L'opinion de notre savant prédécesseur, contraire à l'arrêt ci-dessus, ne doit pas, selon nous, être suivie; l'art. 11 C. C. est formel: l'effet de l'élection de domicile est de rendre le tribunal du domicile élu compétent. MM. CARR., t. 1, p. 139, et F. L., t, 1, p. 154, examinent la question à l'égard des héritiers de celui qui a élu domicile, et la solution qu'ils donnent est conforme à l'arrêt qui précède. Le motif que donne M. Carré ne nous paraît pas pouvoir être réfuté. L'élection de domicile, dit-il, est une clause du contrat, qui ne saurait en être séparée sans une disposition expresse de la loi; or, les obligations d'une personne passent à ses héritiers, suivant la maxime hæres sustinet personam defuncti. Les effets de l'élection de domicile ne sont donc prescriptibles qu'autant que l'acte est luimême prescrit. - Voy. supra, no 47, les arrêts des 25 germinal an 10 et 27 août 1807.»

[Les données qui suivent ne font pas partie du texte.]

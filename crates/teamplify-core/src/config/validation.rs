//! Configuration validation.
//!
//! A validation pass never stops at the first problem: every option of every
//! known section is checked and each failure is recorded as
//! `[section] option: message`. Unknown sections are reported once, without
//! checking their options. The collected messages come back as a single
//! [`ValidationErrors`].
//!
//! Some rules depend on other options. The port rules for `web` read the SSL
//! mode (derived from `web.use_ssl`) and whether certificates are supplied
//! (`web.ssl_certs`): with built-in SSL and automatic certificate issuance
//! the web port must be 80 and the SSL port must be 443.

use std::net::{IpAddr, ToSocketAddrs};
use std::num::IntErrorKind;
use std::path::Path;
use std::sync::LazyLock;

use regex::Regex;
use tracing::{debug, info, warn};

use crate::config::schema::{self, BUILTIN_DB_HOST, BUILTIN_SMTP_HOST, OptionKey};
use crate::config::store::ConfigStore;
use crate::config::types::{BOOLEAN_SYNONYMS, SslMode};
use crate::errors::ValidationErrors;

pub const UPDATE_CHANNELS: [&str; 2] = ["stable", "latest"];
pub const SSL_MODES: [&str; 3] = ["no", "builtin", "external"];
pub const SMTP_PROTOCOLS: [&str; 3] = ["plain", "ssl", "tls"];

pub const MIN_PORT: i64 = 0;
pub const MAX_PORT: i64 = 65535;
const HTTP_PORT: i64 = 80;
const HTTPS_PORT: i64 = 443;

static PRODUCT_KEY_RE: LazyLock<Regex> = LazyLock::new(|| {
    Regex::new(r"^svr_[A-Za-z0-9]{16}-[A-Za-z0-9]{20}$").expect("product key pattern is valid")
});

// Exactly one `@`, with word characters on both sides of it.
static EMAIL_RE: LazyLock<Regex> =
    LazyLock::new(|| Regex::new(r"^[^@]*\w+@\w+[^@]*$").expect("email pattern is valid"));

/// Failure message for a single option, without the `[section] option:` prefix.
pub type FieldResult<T = ()> = Result<T, String>;

/// Hostname resolution used by validation.
pub trait HostResolver {
    /// Whether `host` resolves to at least one address.
    fn resolves(&self, host: &str) -> bool;
}

/// Resolves through the platform resolver.
#[derive(Debug, Clone, Copy, Default)]
pub struct SystemResolver;

impl HostResolver for SystemResolver {
    fn resolves(&self, host: &str) -> bool {
        match (host, 0).to_socket_addrs() {
            Ok(mut addrs) => addrs.next().is_some(),
            Err(e) => {
                debug!(
                    event = "core.config.resolve_failed",
                    host = host,
                    error = %e
                );
                false
            }
        }
    }
}

/// Check every section and option of `store`, collecting all failures.
pub fn validate_store(
    store: &ConfigStore,
    resolver: &dyn HostResolver,
) -> Result<(), ValidationErrors> {
    let mut messages = Vec::new();

    for section in store.sections() {
        if section.kind().is_none() {
            messages.push(format!("Unknown section: [{}]", section.name()));
            continue;
        }
        for (option, value) in section.options() {
            if let Err(message) = validate_option(store, resolver, section.name(), option, value) {
                messages.push(format!("[{}] {}: {}", section.name(), option, message));
            }
        }
    }

    match ValidationErrors::from_messages(messages) {
        Some(errors) => {
            warn!(
                event = "core.config.validation_failed",
                error_count = errors.len()
            );
            Err(errors)
        }
        None => {
            info!(event = "core.config.validation_completed");
            Ok(())
        }
    }
}

/// Check one option. Cross-field rules read the other values from `store`.
pub fn validate_option(
    store: &ConfigStore,
    resolver: &dyn HostResolver,
    section: &str,
    option: &str,
    value: &str,
) -> FieldResult {
    let Some(key) = OptionKey::lookup(section, option) else {
        if !schema::is_known_section(section) {
            return Err(format!("Unknown section: [{}]", section));
        }
        return Err("Unknown option".to_string());
    };

    match key {
        OptionKey::MainProductKey => validate_product_key(value),
        OptionKey::MainSendCrashReports => validate_boolean(value),
        OptionKey::MainUpdateChannel => validate_choice(value, &UPDATE_CHANNELS),
        OptionKey::WebHost => validate_hostname(resolver, value),
        OptionKey::WebPort => validate_web_port(store, value),
        OptionKey::WebSslPort => validate_web_ssl_port(store, value),
        OptionKey::WebUseSsl => validate_use_ssl(value),
        OptionKey::WebSslCerts => {
            let host = store.get_key(OptionKey::WebHost).to_lowercase();
            if !value.is_empty() && !host.is_empty() && store.ssl_mode() == SslMode::Builtin {
                validate_certs(Path::new(value), &host)
            } else {
                Ok(())
            }
        }
        OptionKey::DbHost => {
            if value.to_lowercase() == BUILTIN_DB_HOST {
                Ok(())
            } else {
                validate_hostname(resolver, value)
            }
        }
        OptionKey::DbPort | OptionKey::EmailSmtpPort => validate_port(value).map(drop),
        OptionKey::DbBackupMount => validate_backup_mount(Path::new(value)),
        OptionKey::EmailSmtpHost => {
            if value.to_lowercase() == BUILTIN_SMTP_HOST {
                Ok(())
            } else {
                validate_hostname(resolver, value)
            }
        }
        OptionKey::EmailSmtpProtocol => validate_choice(value, &SMTP_PROTOCOLS),
        OptionKey::EmailAddressFrom => validate_email(value),
        OptionKey::WorkerSlimCount | OptionKey::WorkerFatCount => {
            validate_integer(value, Some(1), None).map(drop)
        }
        OptionKey::DbName
        | OptionKey::DbUser
        | OptionKey::DbPassword
        | OptionKey::EmailSmtpUser
        | OptionKey::EmailSmtpPassword
        | OptionKey::CryptoSigningKey => Ok(()),
    }
}

pub fn validate_product_key(value: &str) -> FieldResult {
    if value.is_empty() {
        return Err("Product key is missing".to_string());
    }
    if !PRODUCT_KEY_RE.is_match(value) {
        return Err(format!("Invalid product key: {}", value));
    }
    Ok(())
}

pub fn validate_boolean(value: &str) -> FieldResult {
    if !BOOLEAN_SYNONYMS.contains(&value.to_lowercase().as_str()) {
        return Err(format!(
            "Must be yes or no, or true / false, or 1 / 0. You provided: {}",
            value
        ));
    }
    Ok(())
}

pub fn validate_choice(value: &str, choices: &[&str]) -> FieldResult {
    if !choices.contains(&value) {
        return Err(format!(
            "Must be one of the following: {}. You provided: {}",
            choices.join(", "),
            value
        ));
    }
    Ok(())
}

/// `no`, `builtin`, `external`, or any boolean synonym.
pub fn validate_use_ssl(value: &str) -> FieldResult {
    if BOOLEAN_SYNONYMS.contains(&value.to_lowercase().as_str()) {
        return Ok(());
    }
    validate_choice(value, &SSL_MODES)
}

/// Literal IP addresses pass without a lookup.
pub fn validate_hostname(resolver: &dyn HostResolver, value: &str) -> FieldResult {
    if value.parse::<IpAddr>().is_ok() || resolver.resolves(value) {
        return Ok(());
    }
    Err(format!("Can't resolve hostname: {}", value))
}

pub fn validate_integer(value: &str, min: Option<i64>, max: Option<i64>) -> FieldResult<i64> {
    let number: i64 = match value.trim().parse() {
        Ok(number) => number,
        Err(e) => {
            return Err(match (e.kind(), min, max) {
                (IntErrorKind::PosOverflow, _, Some(max)) => {
                    format!("Must be less or equal to {}. You provided: {}", max, value)
                }
                (IntErrorKind::NegOverflow, Some(min), _) => {
                    format!("Must be greater or equal to {}. You provided: {}", min, value)
                }
                _ => format!("Must be an integer. You provided: {}", value),
            });
        }
    };
    if let Some(min) = min
        && number < min
    {
        return Err(format!(
            "Must be greater or equal to {}. You provided: {}",
            min, number
        ));
    }
    if let Some(max) = max
        && number > max
    {
        return Err(format!(
            "Must be less or equal to {}. You provided: {}",
            max, number
        ));
    }
    Ok(number)
}

pub fn validate_port(value: &str) -> FieldResult<i64> {
    validate_integer(value, Some(MIN_PORT), Some(MAX_PORT))
}

fn pinned_by_builtin_ssl(store: &ConfigStore) -> bool {
    store.ssl_mode() == SslMode::Builtin && store.uses_automatic_certificates()
}

fn validate_web_port(store: &ConfigStore, value: &str) -> FieldResult {
    let port = validate_port(value)?;
    if port == HTTPS_PORT {
        return Err("Can't use port 443 because it's reserved for the SSL-enabled \
                    configuration. Please choose another port"
            .to_string());
    }
    if port != HTTP_PORT && pinned_by_builtin_ssl(store) {
        return Err(format!(
            "For the built-in support of the SSL-enabled configuration if there is no SSL \
             certificates provided, the web port must be set to 80. You provided: {}",
            value
        ));
    }
    Ok(())
}

fn validate_web_ssl_port(store: &ConfigStore, value: &str) -> FieldResult {
    let port = validate_port(value)?;
    if port == HTTP_PORT {
        return Err("Can't use port 80 because it's reserved for the SSL-enabled \
                    configuration. Please choose another port"
            .to_string());
    }
    if port != HTTPS_PORT && pinned_by_builtin_ssl(store) {
        return Err(format!(
            "For the built-in support of the SSL-enabled configuration if there is no SSL \
             certificates provided, the ssl port must be set to 443. You provided: {}",
            value
        ));
    }
    Ok(())
}

/// The directory must hold `<host>.crt` and `<host>.key`, or a `<host>`
/// subdirectory with at least one `.pem` file.
pub fn validate_certs(path: &Path, hostname: &str) -> FieldResult {
    if !path.is_dir() {
        return Err(format!(
            "The path to certificates directory must be valid. You provided: {}",
            path.display()
        ));
    }

    let cert_filename = format!("{}.crt", hostname);
    let key_filename = format!("{}.key", hostname);
    let cert_files_found =
        path.join(&cert_filename).is_file() && path.join(&key_filename).is_file();

    let cert_dir = path.join(hostname);
    let cert_dir_found = cert_dir.is_dir()
        && std::fs::read_dir(&cert_dir)
            .map(|entries| {
                entries
                    .filter_map(Result::ok)
                    .any(|entry| entry.file_name().to_string_lossy().ends_with(".pem"))
            })
            .unwrap_or(false);

    if cert_files_found || cert_dir_found {
        return Ok(());
    }
    Err(format!(
        "The path to certificates directory must contain both certificate and key files \
         for the specified host ('{}', '{}') or '{}' directory with .pem files. \
         You provided: {}",
        cert_filename,
        key_filename,
        hostname,
        path.display()
    ))
}

pub fn validate_backup_mount(path: &Path) -> FieldResult {
    if !path.is_dir() {
        return Err(format!("Must be a directory: {}", path.display()));
    }
    if !is_writable(path) {
        return Err(format!("Write permission denied: {}", path.display()));
    }
    Ok(())
}

#[cfg(unix)]
fn is_writable(path: &Path) -> bool {
    nix::unistd::access(path, nix::unistd::AccessFlags::W_OK).is_ok()
}

#[cfg(not(unix))]
fn is_writable(path: &Path) -> bool {
    std::fs::metadata(path)
        .map(|meta| !meta.permissions().readonly())
        .unwrap_or(false)
}

pub fn validate_email(value: &str) -> FieldResult {
    if !EMAIL_RE.is_match(value) {
        return Err(format!("Invalid email: {}", value));
    }
    Ok(())
}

93. Quelque longue qu'ait été la résidence d'un Français en pays étranger, c'est devant le tribunal de son domicile d'origine que doivent être portées les contestations relatives à sa succession. Le sieur de Saint-Germain père, né Français, avait demeuré soixante ans à Chandernagor, il s'y était marié, il y avait exercé des fonctions publiques, il y était décédé. La veuve de son fils assigna les cohéritiers de celui-ci devant le tribunal de Paris, en liquidation de la succession de M. de SaintGermaid père; le trésor intervint pour des droits qu'il avait, ¡les cohéritiers opposèrent le déclinatoire et demandèrent le renvoi devant le tribunal de Chandernagor; jugement qui rejette l'exception, « Attendu que l'état actuel des choses ne permettait pas de renvoyer les parties à Chandernagor; Attendu que l'art. 59, C. P. C., en matière mixte, laisse aux demandeurs le choix d'appeler leurs adversaires, soit devant le juge de leur domicile, soit devant celui de la situation des biens; - Attendu qu'une demande en

compte et partage est de la nature d'une action mixte ; qu'ainsi la veuve de Saint-Germain fils a pu valablement citer ses adversaires devant le tribunal de la Seine, dans l'arrondissement du quel l'un d'eux est domicilié.» — Appel et le 30 juillet 1811, arrêt de la Cour de Paris par lequel : ·--- « LA COUR ; Attendu que Pierre-Mathieu-François Renault de Saint-Germain, né Français, a conservé son domicile en France, malgré sa grande résidence dans l'Inde, à moins qu'on ne prouve de sa part une intention contraire, ce qui n'est pas, met l'appellation au néant; ordonne que ce dont est appel sortira effet. »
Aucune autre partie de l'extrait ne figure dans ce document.